Parents have now raised their voices and collected 65,000 signatures to petition against the new baseline tests for children aged four and five due to start in 2020. They don’t like the idea of their children being tested at such a young age. They are worried by the emphasis on maths and literacy in the tests and fear that it will lead to a narrow curriculum. This is good news for a sector that cannot get Government to listen.
In 2015, the Department for Education introduced testing for four-year olds on a voluntary trial basis. Three assessment suppliers offering a mix of approaches were chosen but at the end of the controversial trial the Government found it impossible to compare the approaches and abandoned all three. So, rather than think about what this failure indicated the Government instigated a new £10m trial, based on a one-off test which starts in September.
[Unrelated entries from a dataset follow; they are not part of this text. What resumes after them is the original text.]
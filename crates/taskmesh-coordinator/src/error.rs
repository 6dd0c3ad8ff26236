//! Coordinator process errors.

use thiserror::Error;

/// Errors that end the coordinator's serve loop.
#[derive(Debug, Error)]
pub enum ServerError {
    /// Failed to bind the listen address.
    #[error("failed to bind {addr}: {source}")]
    Bind {
        addr: String,
        #[source]
        source: std::io::Error,
    },

    /// I/O error from the HTTP server.
    #[error("HTTP server error: {0}")]
    Io(#[from] std::io::Error),

    /// The HTTP server task panicked.
    #[error("HTTP server task failed: {0}")]
    Task(String),
}
//! Agent store abstraction shared by the local, remote and hybrid stores.

use async_trait::async_trait;

use taskmesh_core::{AgentRecord, AgentStatus};

use crate::error::ClientError;

/// Keyed storage of agent records.
///
/// Lookups of an unknown `(repo, name)` fail with an error for which
/// [`ClientError::is_not_found`] is true.
#[async_trait]
pub trait AgentStore: Send + Sync {
    /// Insert or replace an agent, filling timestamps and ownership.
    async fn register(&self, agent: AgentRecord) -> Result<AgentRecord, ClientError>;

    async fn unregister(&self, repo: &str, name: &str) -> Result<(), ClientError>;

    async fn get(&self, repo: &str, name: &str) -> Result<AgentRecord, ClientError>;

    /// All agents, or only those of `repo`.
    async fn list(&self, repo: Option<&str>) -> Result<Vec<AgentRecord>, ClientError>;

    async fn update_status(
        &self,
        repo: &str,
        name: &str,
        status: AgentStatus,
    ) -> Result<AgentRecord, ClientError>;

    async fn heartbeat(&self, repo: &str, name: &str) -> Result<AgentRecord, ClientError>;
}
//! Node registry - membership, capacity and liveness of execution nodes.

use std::collections::HashMap;
use std::sync::Arc;
use std::time::Duration;

use chrono::Utc;
use tokio::sync::RwLock;
use tokio::task::JoinHandle;
use tokio::time::MissedTickBehavior;
use tokio_util::sync::CancellationToken;
use tracing::{debug, info, warn};

use taskmesh_core::api::RegistryStats;
use taskmesh_core::{
    CoreError, HeartbeatRequest, Node, NodeId, NodeStatus, RegisterRequest, RegisterResponse,
    RegistrationId,
};

/// Both maps live behind one lock so a registration id can never point at a
/// node that is not in `nodes`.
#[derive(Default)]
struct RegistryInner {
    nodes: HashMap<NodeId, Node>,
    registrations: HashMap<RegistrationId, NodeId>,
}

/// Tracks participating nodes.
pub struct Registry {
    inner: RwLock<RegistryInner>,
    heartbeat_interval: Duration,
}

impl Registry {
    /// Create an empty registry that tells nodes to heartbeat every
    /// `heartbeat_interval`.
    pub fn new(heartbeat_interval: Duration) -> Self {
        Self {
            inner: RwLock::new(RegistryInner::default()),
            heartbeat_interval,
        }
    }

    /// Register a node, or refresh it if its id is already known.
    ///
    /// Re-registration keeps the existing registration id.
    pub async fn register(&self, req: RegisterRequest) -> Result<RegisterResponse, CoreError> {
        if req.node_id.is_empty() {
            return Err(CoreError::MissingField("node_id"));
        }

        let now = Utc::now();
        let status = req.status.unwrap_or(NodeStatus::Online);
        let mut guard = self.inner.write().await;
        let inner = &mut *guard;

        let registration_id = match inner.nodes.get_mut(&req.node_id) {
            Some(node) => {
                node.hostname = req.hostname;
                node.capacity = req.capacity;
                node.labels = req.labels;
                node.status = status;
                node.last_seen = now;
                info!(
                    node_id = %node.id,
                    registration_id = %node.registration_id,
                    "Node re-registered"
                );
                node.registration_id.clone()
            }
            None => {
                let registration_id = RegistrationId::generate();
                let node = Node {
                    id: req.node_id.clone(),
                    registration_id: registration_id.clone(),
                    hostname: req.hostname,
                    capacity: req.capacity,
                    labels: req.labels,
                    status,
                    last_seen: now,
                    registered_at: now,
                    agents: Vec::new(),
                    metrics: None,
                };
                info!(
                    node_id = %node.id,
                    registration_id = %registration_id,
                    hostname = %node.hostname,
                    max_workers = node.capacity.max_workers,
                    "Node registered"
                );
                inner
                    .registrations
                    .insert(registration_id.clone(), req.node_id.clone());
                inner.nodes.insert(req.node_id, node);
                registration_id
            }
        };

        Ok(RegisterResponse {
            registration_id,
            heartbeat_interval_secs: self.heartbeat_interval.as_secs(),
        })
    }

    /// Remove a node and its registration.
    pub async fn unregister(&self, registration_id: &RegistrationId) -> Result<Node, CoreError> {
        let mut inner = self.inner.write().await;
        let node_id = inner
            .registrations
            .remove(registration_id)
            .ok_or_else(|| CoreError::RegistrationNotFound(registration_id.to_string()))?;
        let node = inner
            .nodes
            .remove(&node_id)
            .ok_or_else(|| CoreError::NodeNotFound(node_id.to_string()))?;

        info!(node_id = %node.id, registration_id = %registration_id, "Node unregistered");
        Ok(node)
    }

    /// Refresh liveness for a registration.
    ///
    /// An unknown registration fails with not-found, which tells the node to
    /// register again.
    pub async fn heartbeat(&self, req: HeartbeatRequest) -> Result<Node, CoreError> {
        let mut inner = self.inner.write().await;
        let node_id = inner
            .registrations
            .get(&req.registration_id)
            .cloned()
            .ok_or_else(|| CoreError::RegistrationNotFound(req.registration_id.to_string()))?;
        let node = inner
            .nodes
            .get_mut(&node_id)
            .ok_or_else(|| CoreError::NodeNotFound(node_id.to_string()))?;

        match req.status {
            Some(status) => node.status = status,
            None if node.status == NodeStatus::Offline => {
                info!(node_id = %node.id, "Offline node is heartbeating again");
                node.status = NodeStatus::Online;
            }
            None => {}
        }
        node.last_seen = Utc::now();
        if let Some(agents) = req.agents {
            node.capacity.current_workers = u32::try_from(agents.len()).unwrap_or(u32::MAX);
            node.agents = agents;
        }
        if let Some(metrics) = req.metrics {
            node.metrics = Some(metrics);
        }

        debug!(
            node_id = %node.id,
            status = %node.status,
            current_workers = node.capacity.current_workers,
            "Heartbeat"
        );
        Ok(node.clone())
    }

    pub async fn get_node(&self, node_id: &NodeId) -> Result<Node, CoreError> {
        self.inner
            .read()
            .await
            .nodes
            .get(node_id)
            .cloned()
            .ok_or_else(|| CoreError::NodeNotFound(node_id.to_string()))
    }

    pub async fn get_node_by_registration(
        &self,
        registration_id: &RegistrationId,
    ) -> Result<Node, CoreError> {
        let inner = self.inner.read().await;
        inner
            .registrations
            .get(registration_id)
            .and_then(|node_id| inner.nodes.get(node_id))
            .cloned()
            .ok_or_else(|| CoreError::RegistrationNotFound(registration_id.to_string()))
    }

    /// All nodes, ordered by id.
    pub async fn list_nodes(&self) -> Vec<Node> {
        self.collect(|_| true).await
    }

    pub async fn list_online_nodes(&self) -> Vec<Node> {
        self.collect(|n| n.status == NodeStatus::Online).await
    }

    /// Online nodes with a free worker slot.
    pub async fn list_available_nodes(&self) -> Vec<Node> {
        self.collect(Node::is_available).await
    }

    /// Online nodes carrying every label in `labels`.
    pub async fn find_nodes_by_label(&self, labels: &HashMap<String, String>) -> Vec<Node> {
        self.collect(|n| n.status == NodeStatus::Online && n.matches_labels(labels))
            .await
    }

    async fn collect(&self, keep: impl Fn(&Node) -> bool) -> Vec<Node> {
        let inner = self.inner.read().await;
        let mut nodes: Vec<Node> = inner.nodes.values().filter(|n| keep(n)).cloned().collect();
        nodes.sort_by(|a, b| a.id.cmp(&b.id));
        nodes
    }

    /// Mark online nodes silent for longer than `threshold` as offline.
    ///
    /// Returns the nodes that changed.
    pub async fn mark_stale_offline(&self, threshold: Duration) -> Vec<Node> {
        let now = Utc::now();
        let mut inner = self.inner.write().await;
        let mut changed = Vec::new();

        for node in inner.nodes.values_mut() {
            if node.status != NodeStatus::Online {
                continue;
            }
            let silent_for = (now - node.last_seen).to_std().unwrap_or_default();
            if silent_for > threshold {
                warn!(
                    node_id = %node.id,
                    silent_secs = silent_for.as_secs(),
                    "Node missed heartbeats, marking offline"
                );
                node.status = NodeStatus::Offline;
                changed.push(node.clone());
            }
        }
        changed
    }

    /// Start the offline sweep, ticking every `threshold / 3` until `cancel`
    /// fires.
    pub fn start_cleanup(
        self: &Arc<Self>,
        cancel: CancellationToken,
        threshold: Duration,
    ) -> JoinHandle<()> {
        self.start_cleanup_with(cancel, threshold, |_| {})
    }

    /// Like [`start_cleanup`](Self::start_cleanup), calling `on_offline` with
    /// the nodes each tick marked offline.
    pub fn start_cleanup_with<F>(
        self: &Arc<Self>,
        cancel: CancellationToken,
        threshold: Duration,
        on_offline: F,
    ) -> JoinHandle<()>
    where
        F: Fn(Vec<Node>) + Send + Sync + 'static,
    {
        let registry = Arc::clone(self);
        let period = (threshold / 3).max(Duration::from_millis(10));
        info!(
            threshold_ms = threshold.as_millis() as u64,
            period_ms = period.as_millis() as u64,
            "Starting node offline sweep"
        );

        tokio::spawn(async move {
            let mut ticker = tokio::time::interval(period);
            ticker.set_missed_tick_behavior(MissedTickBehavior::Delay);
            loop {
                tokio::select! {
                    _ = cancel.cancelled() => {
                        debug!("Node offline sweep stopped");
                        return;
                    }
                    _ = ticker.tick() => {
                        let changed = registry.mark_stale_offline(threshold).await;
                        if !changed.is_empty() {
                            on_offline(changed);
                        }
                    }
                }
            }
        })
    }

    /// Node counts by status plus aggregate capacity.
    pub async fn stats(&self) -> RegistryStats {
        let inner = self.inner.read().await;
        let mut stats = RegistryStats {
            total: inner.nodes.len(),
            ..RegistryStats::default()
        };
        for node in inner.nodes.values() {
            match node.status {
                NodeStatus::Online => stats.online += 1,
                NodeStatus::Offline => stats.offline += 1,
                NodeStatus::Draining => stats.draining += 1,
            }
            stats.total_capacity += u64::from(node.capacity.max_workers);
            stats.used_capacity += u64::from(node.capacity.current_workers);
        }
        stats
    }

    pub fn heartbeat_interval(&self) -> Duration {
        self.heartbeat_interval
    }
}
It’s not clear what the point of this is? The DfE won’t share the outcome of the tests with teachers so it can’t be used to plan the right educational environment for children. They argue it’s to measure the schools and the test scores will be held centrally with each child becoming a unique number on a national database.
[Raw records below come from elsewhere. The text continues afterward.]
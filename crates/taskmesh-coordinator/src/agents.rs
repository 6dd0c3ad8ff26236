//! Server-side agent directory keyed by `(repo, name)`.

use std::collections::HashMap;

use chrono::Utc;
use tokio::sync::RwLock;
use tracing::{debug, info};

use taskmesh_core::{AgentRecord, AgentStatus, CoreError};

type AgentKey = (String, String);

/// Registered agents across all repositories.
#[derive(Default)]
pub struct AgentDirectory {
    agents: RwLock<HashMap<AgentKey, AgentRecord>>,
}

impl AgentDirectory {
    pub fn new() -> Self {
        Self::default()
    }

    /// Insert or replace an agent.
    ///
    /// Missing timestamps and ownership are filled in. Replacing an existing
    /// record keeps its original `registered_at`.
    pub async fn register(&self, mut agent: AgentRecord) -> Result<AgentRecord, CoreError> {
        if agent.repo.trim().is_empty() {
            return Err(CoreError::MissingField("repo"));
        }
        if agent.name.trim().is_empty() {
            return Err(CoreError::MissingField("name"));
        }

        let mut agents = self.agents.write().await;
        if let Some(existing) = agents.get(&agent.key()) {
            agent.registered_at = existing.registered_at;
        }
        agent.fill_defaults(Utc::now());

        info!(
            repo = %agent.repo,
            agent = %agent.name,
            agent_type = %agent.agent_type,
            "Agent registered"
        );
        agents.insert(agent.key(), agent.clone());
        Ok(agent)
    }

    pub async fn unregister(&self, repo: &str, name: &str) -> Result<AgentRecord, CoreError> {
        let removed = self
            .agents
            .write()
            .await
            .remove(&key(repo, name))
            .ok_or_else(|| not_found(repo, name))?;
        info!(repo, agent = name, "Agent unregistered");
        Ok(removed)
    }

    pub async fn get(&self, repo: &str, name: &str) -> Result<AgentRecord, CoreError> {
        self.agents
            .read()
            .await
            .get(&key(repo, name))
            .cloned()
            .ok_or_else(|| not_found(repo, name))
    }

    /// Agents sorted by `(repo, name)`, optionally restricted to one repo.
    pub async fn list(&self, repo: Option<&str>) -> Vec<AgentRecord> {
        let agents = self.agents.read().await;
        let mut found: Vec<AgentRecord> = agents
            .values()
            .filter(|a| repo.map_or(true, |r| a.repo == r))
            .cloned()
            .collect();
        found.sort_by(|a, b| a.repo.cmp(&b.repo).then_with(|| a.name.cmp(&b.name)));
        found
    }

    pub async fn update_status(
        &self,
        repo: &str,
        name: &str,
        status: AgentStatus,
    ) -> Result<AgentRecord, CoreError> {
        let mut agents = self.agents.write().await;
        let agent = agents
            .get_mut(&key(repo, name))
            .ok_or_else(|| not_found(repo, name))?;
        agent.status = status;
        agent.last_heartbeat = Some(Utc::now());
        debug!(repo, agent = name, ?status, "Agent status updated");
        Ok(agent.clone())
    }

    pub async fn heartbeat(&self, repo: &str, name: &str) -> Result<AgentRecord, CoreError> {
        let mut agents = self.agents.write().await;
        let agent = agents
            .get_mut(&key(repo, name))
            .ok_or_else(|| not_found(repo, name))?;
        agent.last_heartbeat = Some(Utc::now());
        Ok(agent.clone())
    }

    pub async fn len(&self) -> usize {
        self.agents.read().await.len()
    }
}

fn key(repo: &str, name: &str) -> AgentKey {
    (repo.to_string(), name.to_string())
}

fn not_found(repo: &str, name: &str) -> CoreError {
    CoreError::AgentNotFound {
        repo: repo.to_string(),
        name: name.to_string(),
    }
}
Baseline assessment poses many challenges and distortions and risks branding children from an early age. It has a horrible competitive edge so that some parents may start to “tutor” their children to pass the test while other children with less engaged parents will get lower scores and be branded problems from an early age; nothing like a self-fulfilling prophesy to guarantee lifelong failure. We also know that, boys don’t do well in these situations, children who are acquiring two languages and those summer born have a challenge but mostly children aged four don’t have a linear development pathway. They learn in fits and starts and do so far more effectively if they are in the right learning environment. So why test?
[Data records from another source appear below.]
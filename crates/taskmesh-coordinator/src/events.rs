//! Event bus - in-memory pub/sub feeding the SSE stream.
//!
//! Delivery is best-effort and at-most-once. Every subscriber owns a bounded
//! channel; when it is full the event is dropped for that subscriber only,
//! so a slow consumer never stalls a publisher.

use std::collections::HashMap;
use std::sync::atomic::{AtomicU64, Ordering};
use std::sync::{Arc, PoisonError, RwLock, Weak};

use chrono::Utc;
use tokio::sync::mpsc::{self, error::TrySendError};
use tracing::{debug, warn};

use taskmesh_core::{Event, EventId};

/// Default per-subscriber buffer (events).
pub const DEFAULT_SUBSCRIBER_CAPACITY: usize = 100;

/// Handle identifying one subscriber.
pub type SubscriberId = u64;

struct BusInner {
    subscribers: RwLock<HashMap<SubscriberId, mpsc::Sender<Event>>>,
    next_id: AtomicU64,
    capacity: usize,
    dropped: AtomicU64,
}

impl BusInner {
    fn remove(&self, id: SubscriberId) -> bool {
        // Dropping the sender closes the channel; the receiver drains what is
        // already buffered and then sees the end of the stream.
        self.subscribers
            .write()
            .unwrap_or_else(PoisonError::into_inner)
            .remove(&id)
            .is_some()
    }
}

/// Central event bus. Cheap to clone; clones share subscribers.
#[derive(Clone)]
pub struct EventBus {
    inner: Arc<BusInner>,
}

impl EventBus {
    /// Create a bus whose subscribers buffer up to `capacity` events.
    pub fn new(capacity: usize) -> Self {
        debug!(capacity, "Creating event bus");
        Self {
            inner: Arc::new(BusInner {
                subscribers: RwLock::new(HashMap::new()),
                next_id: AtomicU64::new(1),
                capacity: capacity.max(1),
                dropped: AtomicU64::new(0),
            }),
        }
    }

    /// Register a new subscriber. Dropping the returned handle unsubscribes.
    pub fn subscribe(&self) -> Subscription {
        let id = self.inner.next_id.fetch_add(1, Ordering::Relaxed);
        let (tx, rx) = mpsc::channel(self.inner.capacity);
        self.inner
            .subscribers
            .write()
            .unwrap_or_else(PoisonError::into_inner)
            .insert(id, tx);
        debug!(subscriber = id, "New event subscriber");
        Subscription {
            id,
            rx,
            bus: Arc::downgrade(&self.inner),
        }
    }

    /// Stop delivering to `id` and close its channel. Never blocks on the
    /// subscriber. Returns false if `id` was not subscribed.
    pub fn unsubscribe(&self, id: SubscriberId) -> bool {
        let removed = self.inner.remove(id);
        if removed {
            debug!(subscriber = id, "Event subscriber removed");
        }
        removed
    }

    /// Stamp `event` and offer it to every subscriber without waiting.
    ///
    /// Returns the number of subscribers that accepted it.
    pub fn publish(&self, mut event: Event) -> usize {
        if event.id.is_none() {
            event.id = Some(EventId::generate());
        }
        if event.timestamp.is_none() {
            event.timestamp = Some(Utc::now());
        }

        let mut delivered = 0;
        let mut closed = Vec::new();
        {
            let subscribers = self
                .inner
                .subscribers
                .read()
                .unwrap_or_else(PoisonError::into_inner);
            for (id, tx) in subscribers.iter() {
                match tx.try_send(event.clone()) {
                    Ok(()) => delivered += 1,
                    Err(TrySendError::Full(_)) => {
                        self.inner.dropped.fetch_add(1, Ordering::Relaxed);
                        warn!(
                            subscriber = id,
                            event_type = %event.event_type,
                            "Subscriber buffer full, dropping event"
                        );
                    }
                    Err(TrySendError::Closed(_)) => closed.push(*id),
                }
            }
        }

        for id in closed {
            self.inner.remove(id);
        }

        debug!(event_type = %event.event_type, delivered, "Event published");
        delivered
    }

    /// Number of live subscribers.
    pub fn subscriber_count(&self) -> usize {
        self.inner
            .subscribers
            .read()
            .unwrap_or_else(PoisonError::into_inner)
            .len()
    }

    /// Total deliveries dropped because a subscriber was full.
    pub fn dropped_count(&self) -> u64 {
        self.inner.dropped.load(Ordering::Relaxed)
    }
}

impl Default for EventBus {
    fn default() -> Self {
        Self::new(DEFAULT_SUBSCRIBER_CAPACITY)
    }
}

/// Receiving side of one subscription.
pub struct Subscription {
    id: SubscriberId,
    rx: mpsc::Receiver<Event>,
    bus: Weak<BusInner>,
}

impl Subscription {
    pub fn id(&self) -> SubscriberId {
        self.id
    }

    /// Wait for the next event. `None` once unsubscribed and drained.
    pub async fn recv(&mut self) -> Option<Event> {
        self.rx.recv().await
    }

    /// Take a buffered event without waiting.
    pub fn try_recv(&mut self) -> Option<Event> {
        self.rx.try_recv().ok()
    }
}

impl Drop for Subscription {
    fn drop(&mut self) {
        if let Some(bus) = self.bus.upgrade() {
            bus.remove(self.id);
        }
    }
}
The research so continuously rejected by Government has that groundhog feel, repeating the same story that small children need time, nurture, play and a broad and balanced curriculum led by engaged capable adults to help them to develop and learn. Rushing them to count, recite the alphabet and write words by three or four years is unhelpful and unnecessary. There is simply no evidence that says this hurry will improve their learning. In fact, it has the opposite effect especially for little boys.
I am pleased to see parents begin to understand the implications of testing their children and I hope that they get the Government to stop this testing obsession but more importantly for us to articulate what kind of education small children need to thrive.